"Vicino al cuore selvaggio". Un grande affresco che è un viaggio tormentato nell'infanzia irrequieta di una bambina, già
troppo adulta e alle prese con i grandi interrogativi metafisici della vita.
Il tempo, gli amori, l'infelicità e le piccole soddisfazioni umane, che sono una fiaccola subito dispersa dalla sua ombra e la notte... Ma la notte non cancella tutto. Rimangono le sue pulsazioni, i battiti delle cose che hanno fatto vibrare il pensiero di Joana, tutto ciò che l'ha circondata e che le ha rubato un po' di vita, un po' della sua energia, ma che sembra per lei il solo modo possibile per vivere senza rinchiudersi sotto una campana di vetro...

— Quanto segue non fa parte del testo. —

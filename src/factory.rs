//! Instance-of factory dispatch: type narrowing and the factory registry.
//!
//! Two surfaces produce a correctly-typed assertion from a type-erased
//! value:
//!
//! - the typed path: [`assert_that_any`] plus an [`AssertFactory`], checked
//!   by downcast at the call site, with the full static predicate surface of
//!   the produced assertion;
//! - the dynamic path: a [`FactoryRegistry`] value mapping runtime types to
//!   erased constructors, for callers that pick the target type at runtime.
//!   The registry is passed down explicitly, never global: start from
//!   [`FactoryRegistry::builtin`] and extend it by composition.
//!
//! Both keep the caller's failure sink, so dispatch inside a soft session
//! stays intercepted.

use std::any::{type_name, Any, TypeId};
use std::collections::HashMap;
use std::fmt;
use std::marker::PhantomData;

use crate::description::Description;
use crate::error::ContractViolation;
use crate::fluent::Assert;
use crate::soft::AssertionState;

/// Runtime identity of a target type: its `TypeId` plus its name for
/// diagnostics.
#[derive(Debug, Clone, Copy, PartialEq, Eq)]
pub struct TypeDescriptor {
    id: TypeId,
    name: &'static str,
}

impl TypeDescriptor {
    /// The descriptor for `T`.
    pub fn of<T: Any>() -> Self {
        Self {
            id: TypeId::of::<T>(),
            name: type_name::<T>(),
        }
    }

    /// The described type's `TypeId`.
    pub fn id(&self) -> TypeId {
        self.id
    }

    /// The described type's name.
    pub fn name(&self) -> &'static str {
        self.name
    }
}

/// Builds the correctly-typed assertion for a value already known to be an
/// instance of `Target`.
///
/// Implement this to plug custom assertion types into
/// [`AnyAssert::as_instance_of`]: forward the state into
/// [`Assert::with_state`] (or a type wrapping it) and the factory output is
/// intercepted by soft sessions like every built-in.
pub trait AssertFactory {
    /// The runtime type this factory narrows to.
    type Target: Any;
    /// The assertion type produced, borrowing the narrowed value.
    type Output<'a>;

    /// Name of the target type, for `WrongInstanceType` diagnostics.
    fn type_name(&self) -> &'static str {
        type_name::<Self::Target>()
    }

    /// Build the assertion. The engine has already verified `actual` is an
    /// instance of `Target`.
    fn create<'a>(&self, actual: &'a Self::Target, state: AssertionState) -> Self::Output<'a>;
}

/// Factory narrowing to `String`, producing a string assertion.
#[derive(Debug, Clone, Copy, Default)]
pub struct StringFactory;

impl AssertFactory for StringFactory {
    type Target = String;
    type Output<'a> = Assert<&'a str>;

    fn create<'a>(&self, actual: &'a String, state: AssertionState) -> Assert<&'a str> {
        Assert::with_state(actual.as_str(), state)
    }
}

/// Factory narrowing to any plain value type `T`.
#[derive(Debug, Clone, Copy)]
pub struct ValueFactory<T>(PhantomData<T>);

impl<T> Default for ValueFactory<T> {
    fn default() -> Self {
        Self(PhantomData)
    }
}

Il romanzo, la ricostruzione della giovinezza e della crescita della donna, è davvero il disegno di un grande ordine che va strutturandosi sempre di nuovo, in bilico fra continue minacce di caduta, e il piacere di scoprire la natura così umana e spontanea delle cose normali. Non c'è dramma, dietro alle cose che accadono abitualmente. Questo è un pensiero della ragazza; tutto diventa normale quando smette di apparire straordinario, e la ragazza è una ricercatrice distratta e inconsapevole dello straordinario. C'è in lei - forse per l'influsso dei suoi conterranei, imbevuti di magismo e credenze spirituali - una spinta al fatalismo che le fa proiettare la sua vita in un rigido schema di rapporti causali, a cui lei non intende per nulla ribellarsi. L'accettare la vita è un gesto di inaudita maturità, ove lei riconosce i nessi di questa nelle sue contraddizioni più minute e nascoste. La piccola Joana e l'adulta Joana: due figure che si sovrappongono in un quadro di grande profondità.